Socialization is a major goal of the program, which has about 30 participants, along with providing caregivers a respite from the constant pressures of caring for their elderly parents, says Susan G. Ashworth, the nonprofit organization’s director of community relations.

During weekdays, the program provides transportation, health services, meals and activities for elderly people and people with disabilities.

Ashworth says the program has grown since it began in 1987, but now more than ever families are looking for help to keep elderly parents home as long as possible.

“It’s big leap to go from living independently to going to a nursing home,” Ashworth said. “There’s a whole continuum now and we want to let caregivers know the range is not as black and white as what it used to be.”

And Lucille F. Stowell, Castle Center program manager, says as the state government searches for ways to save money, she thinks there will be an increased focus on community-based services that keep elderly people at home, rather than send them to nursing homes.

A report released this month by AARP showed that 84 percent of retired people in New Hampshire who were surveyed support shifting state funding from nursing homes toward home- and community-based services.

“It’s really much more cost effective if people are able to stay in their homes for longer,” Stowell said.

The Castle Center program costs around $60 per day, but many participants qualify for a Medicaid program for the elderly or scholarships that reduce or eliminate fees, said Ashworth.

“When people come to us, they’re often overwhelmed and exhausted,” Ashworth said. “They’re here because they need help and the last thing we want them to have to worry about is the cost.”

Keith McKane, 47, of Keene, whose 84-year-old mother, Priscilla McKane, recently began attending the Castle Center, says learning the ins and outs of caregiving has been one of the biggest challenges.

“Everything was a new adventure,” said Keith McKane, who shares the responsibility for caring for his mother with his brother, Morgan. His other brother, Jon, lives in Montana and helps by telephone, and visits when he can, Keith McKane said.

When they began looking into the day program and getting a home health aide who spends a few hours a day with his mother, Keith McKane says he didn’t realize how monumental the task of gathering and arranging his mother’s personal, financial, medical and legal documents would be.

“There’s a checklist that isn’t in any one easily found place of things you need to get as an adult caring for an aging parent,” McKane said.

He had to dig up records about his parents, such as birth and death certificates and financial documents, which McKane says wasn’t always comfortable for him.

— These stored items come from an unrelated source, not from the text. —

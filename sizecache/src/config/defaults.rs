//! Default values and limits for every setting.

use std::time::Duration;

use super::settings::*;
use crate::item::DependencyMode;
use crate::log::LogLevel;
use crate::service::LookupMode;
use crate::window::ScrollAxis;

// =============================================================================
// Scheduler
// =============================================================================

/// Default ceiling on simultaneously running computations.
pub const DEFAULT_MAX_CONCURRENT: usize = 40;

/// Upper bound for the ceiling. Matches tokio's default blocking-pool size,
/// so every started computation can get its own thread.
pub const MAX_CONCURRENT_CEILING: usize = 512;

// =============================================================================
// Window
// =============================================================================

/// Items prefetched ahead of the visible range.
pub const DEFAULT_LEADING_MARGIN: usize = 20;

/// Items kept warm behind the visible range.
pub const DEFAULT_TRAILING_MARGIN: usize = 5;

/// Largest margin accepted from a config file.
pub const MAX_MARGIN: usize = 1000;

pub const DEFAULT_SCROLL_AXIS: ScrollAxis = ScrollAxis::Vertical;

pub const DEFAULT_AUTO_PREFETCH: bool = false;

// =============================================================================
// Cache
// =============================================================================

pub const DEFAULT_DEPENDENCY_MODE: DependencyMode = DependencyMode::Width;

/// How long an offloaded lookup waits before computing inline.
pub const DEFAULT_LOOKUP_TIMEOUT_MS: u64 = 250;

/// Longest accepted offload wait.
pub const MAX_LOOKUP_TIMEOUT_MS: u64 = 10_000;

// =============================================================================
// Logging
// =============================================================================

pub const DEFAULT_LOG_ENABLED: bool = true;

pub const DEFAULT_LOG_LEVEL: LogLevel = LogLevel::Info;

pub const DEFAULT_LOG_FILE: &str = "sizecache.log";

/// Default offload wait as a `Duration`.
pub fn default_lookup_timeout() -> Duration {
    Duration::from_millis(DEFAULT_LOOKUP_TIMEOUT_MS)
}

/// Clamps a margin to `MAX_MARGIN` and logs a warning if clamped.
pub(super) fn clamp_margin(key: &str, value: usize) -> usize {
    if value > MAX_MARGIN {
        tracing::warn!(
            key,
            requested = value,
            max = MAX_MARGIN,
            "{} above maximum, clamping to {}",
            key,
            MAX_MARGIN
        );
        MAX_MARGIN
    } else {
        value
    }
}

/// Clamps an offload wait to `[1, MAX_LOOKUP_TIMEOUT_MS]` and logs a
/// warning if clamped.
pub(super) fn clamp_lookup_timeout_ms(value: u64) -> u64 {
    let clamped = value.clamp(1, MAX_LOOKUP_TIMEOUT_MS);
    if clamped != value {
        tracing::warn!(
            requested = value,
            clamped,
            "lookup_timeout_ms out of range, clamping"
        );
    }
    clamped
}

impl Default for ConfigFile {
    fn default() -> Self {
        Self {
            scheduler: SchedulerSettings {
                max_concurrent: DEFAULT_MAX_CONCURRENT,
            },
            window: WindowSettings {
                leading_margin: DEFAULT_LEADING_MARGIN,
                trailing_margin: DEFAULT_TRAILING_MARGIN,
                axis: DEFAULT_SCROLL_AXIS,
                auto_prefetch: DEFAULT_AUTO_PREFETCH,
            },
            cache: CacheSettings {
                dependency_mode: DEFAULT_DEPENDENCY_MODE,
                lookup_mode: LookupMode::Inline,
                lookup_timeout_ms: DEFAULT_LOOKUP_TIMEOUT_MS,
            },
            logging: LoggingSettings {
                enabled: DEFAULT_LOG_ENABLED,
                level: DEFAULT_LOG_LEVEL,
                file: None,
            },
        }
    }
}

McKane says having his brothers share the responsibility of caring for their mother has helped.

“When you have a brother or sister working with you, you have someone to help you,” McKane said. “There’s a team-up that can bring families closer together and help when you have to make big decisions. And it’s better to make that decision before something bad happens.”

There are also day-to-day challenges, including helping an elderly parent bathe or use the toilet, that many caregivers aren’t initially prepared for, says Stowell, who runs caregiver support groups at the Castle Center.

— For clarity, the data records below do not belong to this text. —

//! Silent logger.

use std::fmt::Arguments;

use crate::log::{LogLevel, Logger};

/// A logger that discards every message.
#[derive(Debug, Clone, Copy, Default)]
pub struct NoOpLogger;

impl Logger for NoOpLogger {
    #[inline]
    fn log(&self, _level: LogLevel, _args: Arguments<'_>) {}

    fn is_enabled(&self, _level: LogLevel) -> bool {
        false
    }
}

#[cfg(test)]
mod tests {
    use super::*;

    #[test]
    fn test_noop_reports_disabled() {
        let logger: Box<dyn Logger> = Box::new(NoOpLogger);
        logger.error(format_args!("dropped"));
        assert!(!logger.is_enabled(LogLevel::Error));
    }
}
//! Item addressing.

use std::fmt;

/// Location of an item in a sectioned collection.
///
/// Positions order lexicographically by `(section, index)`, which is also
/// the order items appear on screen.
#[derive(Debug, Clone, Copy, PartialEq, Eq, Hash, PartialOrd, Ord, Default)]
pub struct ItemPosition {
    /// Section number.
    pub section: usize,
    /// Index within the section.
    pub index: usize,
}

impl ItemPosition {
    /// Creates a position.
    pub const fn new(section: usize, index: usize) -> Self {
        Self { section, index }
    }
}

impl From<(usize, usize)> for ItemPosition {
    fn from((section, index): (usize, usize)) -> Self {
        Self::new(section, index)
    }
}

impl fmt::Display for ItemPosition {
    fn fmt(&self, f: &mut fmt::Formatter<'_>) -> fmt::Result {
        write!(f, "{}:{}", self.section, self.index)
    }
}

The groups, which are free, offer caregivers an opportunity to share tips and discuss personal experiences, Stowell says.

Leinau, a geriatrician who treats elderly people in the hospital, says with more resources available than ever, she hopes caregivers will reach out for help when they need it.

“We’re frequently meeting families who’ve known there was a problem for years sometimes but never reached out for help,” Leinau said. “Contact a geriatrician or tell your primary care doctor about any problems that you might notice.”

For Conway, having outside support in caring for her mother has helped to make a difficult situation slightly easier.

“It’s been a lifesaver,” Conway said of the Castle Program. “You want the best for your parents because of all they’ve done for you, and there’s nothing wrong with having help.”